### Data supplied
☆ ☆ ☆ ☆

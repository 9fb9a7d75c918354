//! Line scanner for the SMC state machine grammar.
//!
//! The grammar is line oriented:
//!
//! ```text
//! // comment
//! FSMName   Turnstile
//! Context   TurnstileContext
//! Initial   Locked
//! Version   1.2 beta
//!
//! ( Locked )
//! [
//!     entry lockDoor
//!     exit  unlockDoor
//!     Default Idle { resetCounter }
//! ]
//! {
//!     coin  Unlocked { hasCredit } {} { thankYou }
//!     push  *        {}            {} { alarm }
//! }
//!
//! Idle : Locked
//! ```
//!
//! A line may produce several items (a header keyword and a block opener can
//! share a line), except comments, which short-circuit everything else. The
//! scanner never looks at the state tree: whether a root marker names the
//! declared initial state or a nested declaration names a known parent is
//! decided by the builder.

use once_cell::sync::Lazy;
use regex::{Captures, Regex};

static COMMENT: Lazy<Regex> = Lazy::new(|| Regex::new(r"^\s*//").unwrap());

static FSM_NAME: Lazy<Regex> = Lazy::new(|| Regex::new(r"(?i)^\s*FSMName\s+(\w+)").unwrap());
static CONTEXT: Lazy<Regex> = Lazy::new(|| Regex::new(r"(?i)^\s*Context\s+(\w+)").unwrap());
static INITIAL: Lazy<Regex> = Lazy::new(|| Regex::new(r"(?i)^\s*Initial\s+(\w+)").unwrap());
static VERSION: Lazy<Regex> = Lazy::new(|| Regex::new(r"(?i)^\s*Version\s+(.*)").unwrap());

static ROOT_MARKER: Lazy<Regex> = Lazy::new(|| Regex::new(r"^\s*\(\s*(\w+)\s*\)").unwrap());
static STATE_DECL: Lazy<Regex> = Lazy::new(|| Regex::new(r"^\s*(\w+)\s*:\s*(\w+)").unwrap());

static ACTION_OPEN: Lazy<Regex> = Lazy::new(|| Regex::new(r"^\s*\[").unwrap());
static ACTION_CLOSE: Lazy<Regex> = Lazy::new(|| Regex::new(r"^\s*\]").unwrap());
static ENTRY: Lazy<Regex> = Lazy::new(|| Regex::new(r"^\s*entry\s+(\w+)").unwrap());
static EXIT: Lazy<Regex> = Lazy::new(|| Regex::new(r"^\s*exit\s+(\w+)").unwrap());
static DEFAULT: Lazy<Regex> =
    Lazy::new(|| Regex::new(r"(?i)^\s*Default\s+(?:(\w+)\s+)?\{([\w\s]*)\}").unwrap());

static EVENT_OPEN: Lazy<Regex> = Lazy::new(|| Regex::new(r"^\s*\{").unwrap());
static EVENT_CLOSE: Lazy<Regex> = Lazy::new(|| Regex::new(r"^\s*\}").unwrap());
static SELF_TRANSITION: Lazy<Regex> = Lazy::new(|| {
    Regex::new(r"^\s*(\w*)\s+\*\s+\{([\w\s]*)\}\s+\{([\w\s]*)\}\s+\{([\w\s]*)\}").unwrap()
});
static TARGETED_TRANSITION: Lazy<Regex> = Lazy::new(|| {
    Regex::new(r"^\s*(\w*)\s+(\w+)\s+\{([\w\s]*)\}\s+\{([\w\s]*)\}\s+\{([\w\s]*)\}").unwrap()
});

/// Block flags carried from one line to the next.
///
/// The two flags are independent; nothing in the grammar stops an event
/// block from being opened while an action block is still open.
#[derive(Debug, Clone, Copy, Default, PartialEq, Eq)]
pub struct ScanMode {
    /// Inside a `[` ... `]` block.
    pub in_action_block: bool,
    /// Inside a `{` ... `}` block.
    pub in_event_block: bool,
}

/// A header keyword line.
#[derive(Debug, Clone, PartialEq, Eq)]
pub enum Header {
    FsmName(String),
    Context(String),
    Initial(String),
    Version(String),
}

/// Tokens captured from a transition line inside an event block.
#[derive(Debug, Clone, Default, PartialEq, Eq)]
pub struct TransitionLine {
    /// Triggering event; empty for malformed lines.
    pub event: String,
    /// Target state, `None` for `*`.
    pub next_state: Option<String>,
    pub guards: Vec<String>,
    pub sent_events: Vec<String>,
    pub actions: Vec<String>,
}

/// One recognised line form.
#[derive(Debug, Clone, PartialEq, Eq)]
pub enum LineItem {
    Comment,
    Header(Header),
    /// `( Name )`, recognised regardless of the `Initial` header.
    RootMarker(String),
    /// `Child : Parent`; the parent is not checked here.
    StateDecl { name: String, parent: String },
    ActionBlockOpen,
    ActionBlockClose,
    Entry(String),
    Exit(String),
    /// `Default [Next] { fn fn }`; actions are already in call form.
    Default {
        next_state: Option<String>,
        actions: Vec<String>,
    },
    EventBlockOpen,
    EventBlockClose,
    Transition(TransitionLine),
}

/// Result of scanning one line.
#[derive(Debug, Clone, Default, PartialEq, Eq)]
pub struct ScannedLine {
    /// Items in the order the rules were evaluated.
    pub items: Vec<LineItem>,
    /// Mode to use for the next line.
    pub mode: ScanMode,
}

impl ScannedLine {
    /// Returns true if the line is a comment.
    pub fn is_comment(&self) -> bool {
        matches!(self.items.first(), Some(LineItem::Comment))
    }

    /// Returns true if no rule matched.
    pub fn is_empty(&self) -> bool {
        self.items.is_empty()
    }
}

/// Classifies one line of input.
pub fn scan_line(line: &str, mode: ScanMode) -> ScannedLine {
    if COMMENT.is_match(line) {
        return ScannedLine {
            items: vec![LineItem::Comment],
            mode,
        };
    }

    let mut items = Vec::new();
    let mut mode = mode;

    if let Some(header) = scan_header(line) {
        items.push(LineItem::Header(header));
    }

    if let Some(caps) = ROOT_MARKER.captures(line) {
        items.push(LineItem::RootMarker(caps[1].to_string()));
    }

    if let Some(caps) = STATE_DECL.captures(line) {
        items.push(LineItem::StateDecl {
            name: caps[1].to_string(),
            parent: caps[2].to_string(),
        });
    }

    if !mode.in_action_block && ACTION_OPEN.is_match(line) {
        mode.in_action_block = true;
        items.push(LineItem::ActionBlockOpen);
    }

    if mode.in_action_block {
        if let Some(caps) = ENTRY.captures(line) {
            items.push(LineItem::Entry(caps[1].to_string()));
        }
        if let Some(caps) = EXIT.captures(line) {
            items.push(LineItem::Exit(caps[1].to_string()));
        }
        if let Some(caps) = DEFAULT.captures(line) {
            items.push(LineItem::Default {
                next_state: caps.get(1).map(|m| m.as_str().to_string()),
                actions: split_tokens(&caps[2])
                    .into_iter()
                    .map(|name| format!("{}()", name))
                    .collect(),
            });
        }
        if ACTION_CLOSE.is_match(line) {
            mode.in_action_block = false;
            items.push(LineItem::ActionBlockClose);
        }
    }

    if !mode.in_event_block && EVENT_OPEN.is_match(line) {
        mode.in_event_block = true;
        items.push(LineItem::EventBlockOpen);
    }

    if mode.in_event_block {
        if EVENT_CLOSE.is_match(line) {
            mode.in_event_block = false;
            items.push(LineItem::EventBlockClose);
        }

        // The targeted pattern is a superset of the self pattern, so order matters.
        if let Some(caps) = SELF_TRANSITION.captures(line) {
            items.push(LineItem::Transition(TransitionLine {
                event: caps[1].to_string(),
                next_state: None,
                guards: split_tokens(&caps[2]),
                sent_events: split_tokens(&caps[3]),
                actions: split_tokens(&caps[4]),
            }));
        } else if let Some(caps) = TARGETED_TRANSITION.captures(line) {
            items.push(LineItem::Transition(targeted(&caps)));
        }
    }

    tracing::trace!(?items, ?mode, "scanned line");

    ScannedLine { items, mode }
}

fn scan_header(line: &str) -> Option<Header> {
    if let Some(caps) = FSM_NAME.captures(line) {
        return Some(Header::FsmName(caps[1].to_string()));
    }
    if let Some(caps) = CONTEXT.captures(line) {
        return Some(Header::Context(caps[1].to_string()));
    }
    if let Some(caps) = INITIAL.captures(line) {
        return Some(Header::Initial(caps[1].to_string()));
    }
    VERSION
        .captures(line)
        .map(|caps| Header::Version(caps[1].trim_end().to_string()))
}

fn targeted(caps: &Captures<'_>) -> TransitionLine {
    TransitionLine {
        event: caps[1].to_string(),
        next_state: Some(caps[2].to_string()),
        guards: split_tokens(&caps[3]),
        sent_events: split_tokens(&caps[4]),
        actions: split_tokens(&caps[5]),
    }
}

fn split_tokens(group: &str) -> Vec<String> {
    group.split_whitespace().map(str::to_string).collect()
}
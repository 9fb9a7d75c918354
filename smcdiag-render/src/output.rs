//! Output file handling.
//!
//! Diagrams are rendered to a string first and then written through a
//! temporary file in the destination directory, so a failed write never
//! leaves a truncated diagram behind.

use chrono::{DateTime, SecondsFormat, Utc};
use std::io::Write;
use std::path::{Path, PathBuf};

/// Extension of SMC input files.
pub const INPUT_EXTENSION: &str = "fsm";

/// Extension of generated diagrams.
pub const OUTPUT_EXTENSION: &str = "plantuml";

/// Returns the diagram path for an input file: `machine.fsm` becomes
/// `machine.plantuml`; any other name gets `.plantuml` appended.
pub fn output_path_for(input: &Path) -> PathBuf {
    match input.extension() {
        Some(ext) if ext == INPUT_EXTENSION => input.with_extension(OUTPUT_EXTENSION),
        _ => {
            let mut name = input.as_os_str().to_owned();
            name.push(".");
            name.push(OUTPUT_EXTENSION);
            PathBuf::from(name)
        }
    }
}

/// Informational comment block placed at the top of a generated diagram.
#[derive(Debug, Clone, PartialEq, Eq)]
pub struct GeneratedHeader {
    pub tool: String,
    pub version: String,
    /// Command line that produced the file.
    pub invocation: String,
    pub source: Option<PathBuf>,
    pub timestamp: DateTime<Utc>,
}

impl GeneratedHeader {
    pub fn new(tool: impl Into<String>, version: impl Into<String>) -> Self {
        Self {
            tool: tool.into(),
            version: version.into(),
            invocation: String::new(),
            source: None,
            timestamp: Utc::now(),
        }
    }

    pub fn with_invocation(mut self, invocation: impl Into<String>) -> Self {
        self.invocation = invocation.into();
        self
    }

    pub fn with_source(mut self, source: impl Into<PathBuf>) -> Self {
        self.source = Some(source.into());
        self
    }

    pub fn with_timestamp(mut self, timestamp: DateTime<Utc>) -> Self {
        self.timestamp = timestamp;
        self
    }

    /// Comment lines, without the comment marker.
    pub fn lines(&self) -> Vec<String> {
        let mut lines = vec![format!("generated by {} {}", self.tool, self.version)];
        if !self.invocation.is_empty() {
            lines.push(format!("command: {}", self.invocation));
        }
        if let Some(source) = &self.source {
            lines.push(format!("source: {}", source.display()));
        }
        lines.push(format!(
            "date: {}",
            self.timestamp.to_rfc3339_opts(SecondsFormat::Secs, true)
        ));
        lines
    }
}

/// Writes `contents` to `path`, replacing any existing file only once the
/// new contents are fully on disk.
pub fn write_atomic(path: &Path, contents: &str) -> std::io::Result<()> {
    let dir = match path.parent() {
        Some(parent) if !parent.as_os_str().is_empty() => parent,
        _ => Path::new("."),
    };

    let mut file = tempfile::NamedTempFile::new_in(dir)?;
    file.write_all(contents.as_bytes())?;
    file.as_file().sync_all()?;
    file.persist(path).map_err(|e| e.error)?;

    tracing::debug!("wrote {} bytes to {}", contents.len(), path.display());
    Ok(())
}
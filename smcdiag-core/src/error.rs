//! Core error types.

use thiserror::Error;

/// Errors from scanning, building and dumping a state machine document.
#[derive(Debug, Error)]
pub enum CoreError {
    #[error("I/O error: {0}")]
    Io(#[from] std::io::Error),

    #[error("{count} line(s) ignored, first at line {first_line}")]
    IgnoredLines { count: usize, first_line: usize },

    #[error("JSON error: {0}")]
    Json(#[from] serde_json::Error),
}

impl CoreError {
    /// Returns a stable error code suitable for diagnostics.
    pub fn error_code(&self) -> &'static str {
        match self {
            CoreError::Io(_) => "IO_ERROR",
            CoreError::IgnoredLines { .. } => "IGNORED_LINES",
            CoreError::Json(_) => "JSON_ERROR",
        }
    }
}
//! PlantUML state diagram exporter.
//!
//! Each state becomes a `state Name { ... }` block. Children are rendered
//! inside their parent's block before the parent's own lines:
//!
//! ```text
//! state Locked {
//!    state Idle {
//!       Idle : tick
//!    }
//!
//!    [*] --> Idle
//!    Locked : entry / lockDoor()
//!    Locked --> Unlocked : coin[hasCredit] / thankYou
//! }
//!
//! ```
//!
//! Export is a read-only traversal; the same document and options always
//! produce the same text.

use crate::model::{Document, State, StateId, Transition};

/// Default indent unit, one per nesting level.
pub const DEFAULT_INDENT: &str = "   ";

/// Opening marker of a PlantUML document.
pub const START_MARKER: &str = "@startuml";

/// Closing marker of a PlantUML document.
pub const END_MARKER: &str = "@enduml";

/// Which optional annotations are rendered.
#[derive(Debug, Clone, Copy, Default, PartialEq, Eq)]
pub struct Visibility {
    /// `Name : entry / fn()` and `Name : exit / fn()` lines.
    pub entry_exit_actions: bool,
    /// `[guard guard]` after the event.
    pub guards: bool,
    /// `/ action action` after the event.
    pub transition_actions: bool,
}

impl Visibility {
    pub fn none() -> Self {
        Self::default()
    }

    pub fn all() -> Self {
        Self {
            entry_exit_actions: true,
            guards: true,
            transition_actions: true,
        }
    }

    pub fn is_all(&self) -> bool {
        *self == Self::all()
    }
}

/// Options controlling the exported text.
#[derive(Debug, Clone, PartialEq, Eq)]
pub struct ExportOptions {
    pub visibility: Visibility,
    /// Indent unit repeated once per depth level.
    pub indent: String,
    /// Comment lines emitted right after the start marker, without the
    /// leading `'`.
    pub preamble: Vec<String>,
}

impl Default for ExportOptions {
    fn default() -> Self {
        Self {
            visibility: Visibility::default(),
            indent: DEFAULT_INDENT.to_string(),
            preamble: Vec::new(),
        }
    }
}

impl ExportOptions {
    pub fn new(visibility: Visibility) -> Self {
        Self {
            visibility,
            ..Default::default()
        }
    }

    pub fn with_indent(mut self, indent: impl Into<String>) -> Self {
        self.indent = indent.into();
        self
    }

    pub fn with_preamble(mut self, preamble: Vec<String>) -> Self {
        self.preamble = preamble;
        self
    }
}

/// Renders the state blocks of a document without start/end markers.
pub fn export_states(doc: &Document, options: &ExportOptions) -> String {
    let mut exporter = Exporter {
        doc,
        options,
        out: String::new(),
    };
    exporter.walk();
    exporter.out
}

/// Renders a complete PlantUML document.
///
/// The text ends with the end marker and no trailing newline.
pub fn export_document(doc: &Document, options: &ExportOptions) -> String {
    let mut out = String::new();
    out.push_str(START_MARKER);
    out.push('\n');
    for line in &options.preamble {
        out.push_str("' ");
        out.push_str(line);
        out.push('\n');
    }
    out.push_str(&export_states(doc, options));
    out.push_str(END_MARKER);
    out
}

struct Exporter<'a> {
    doc: &'a Document,
    options: &'a ExportOptions,
    out: String,
}

/// Work item of the traversal. A state is opened on `Enter`, its children
/// are rendered, then its own lines and closing brace follow on `Leave`.
enum Frame {
    Enter(StateId, usize),
    Leave(StateId, usize),
}

impl Exporter<'_> {
    /// Depth-first walk with an explicit stack; nesting depth is bounded only
    /// by memory.
    fn walk(&mut self) {
        let doc = self.doc;
        let mut stack: Vec<Frame> = doc
            .roots()
            .iter()
            .rev()
            .map(|&root| Frame::Enter(root, 0))
            .collect();

        while let Some(frame) = stack.pop() {
            match frame {
                Frame::Enter(id, depth) => {
                    let state = doc.state(id);
                    tracing::debug!("exporting state {}", state.name);
                    self.line(depth, &format!("state {} {{", state.name));
                    stack.push(Frame::Leave(id, depth));
                    stack.extend(
                        state
                            .children
                            .iter()
                            .rev()
                            .map(|&child| Frame::Enter(child, depth + 1)),
                    );
                }
                Frame::Leave(id, depth) => self.close_state(doc.state(id), depth),
            }
        }
    }

    fn close_state(&mut self, state: &State, depth: usize) {
        if let Some(default) = &state.default_transition {
            self.default_line(state, default, depth + 1);
        }

        if self.options.visibility.entry_exit_actions {
            self.action_lines(state, depth + 1);
        }

        for transition in &state.transitions {
            let text = self.transition_line(state, transition);
            self.line(depth + 1, &text);
        }

        self.line(depth, "}");
        self.out.push('\n');
    }

    /// `[*] --> Next` for a targeted default. Without a target there is no
    /// arrow; only the actions are shown, when transition actions are visible.
    fn default_line(&mut self, state: &State, default: &Transition, depth: usize) {
        let show_actions = self.options.visibility.transition_actions;
        match &default.next_state {
            Some(next) => self.line(depth, &format!("[*] --> {}", next)),
            None if show_actions && !default.actions.is_empty() => {
                let text = format!("{} : / {}", state.name, default.actions.join(" "));
                self.line(depth, &text);
            }
            None => {}
        }
    }

    fn action_lines(&mut self, state: &State, depth: usize) {
        for entry in &state.entry_actions {
            self.line(depth, &format!("{} : entry / {}()", state.name, entry));
        }
        for exit in &state.exit_actions {
            self.line(depth, &format!("{} : exit / {}()", state.name, exit));
        }
    }

    fn transition_line(&self, state: &State, transition: &Transition) -> String {
        let visibility = self.options.visibility;
        let mut text = match &transition.next_state {
            Some(next) => format!("{} --> {} : {}", state.name, next, transition.event),
            None => format!("{} : {}", state.name, transition.event),
        };
        if visibility.guards && !transition.guards.is_empty() {
            text.push('[');
            text.push_str(&transition.guards.join(" "));
            text.push(']');
        }
        if visibility.transition_actions && !transition.actions.is_empty() {
            text.push_str(" / ");
            text.push_str(&transition.actions.join(" "));
        }
        text
    }

    fn line(&mut self, depth: usize, text: &str) {
        for _ in 0..depth {
            self.out.push_str(&self.options.indent);
        }
        self.out.push_str(text);
        self.out.push('\n');
    }
}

☆ ☆ ☆ ☆

### What you will do
For every line in the data above that has the string "Returns", return that line.

### Task output
    /// Returns true if the line is a comment.
    /// Returns true if no rule matched.
/// Returns the diagram path for an input file: `machine.fsm` becomes
    /// Returns a stable error code suitable for diagnostics.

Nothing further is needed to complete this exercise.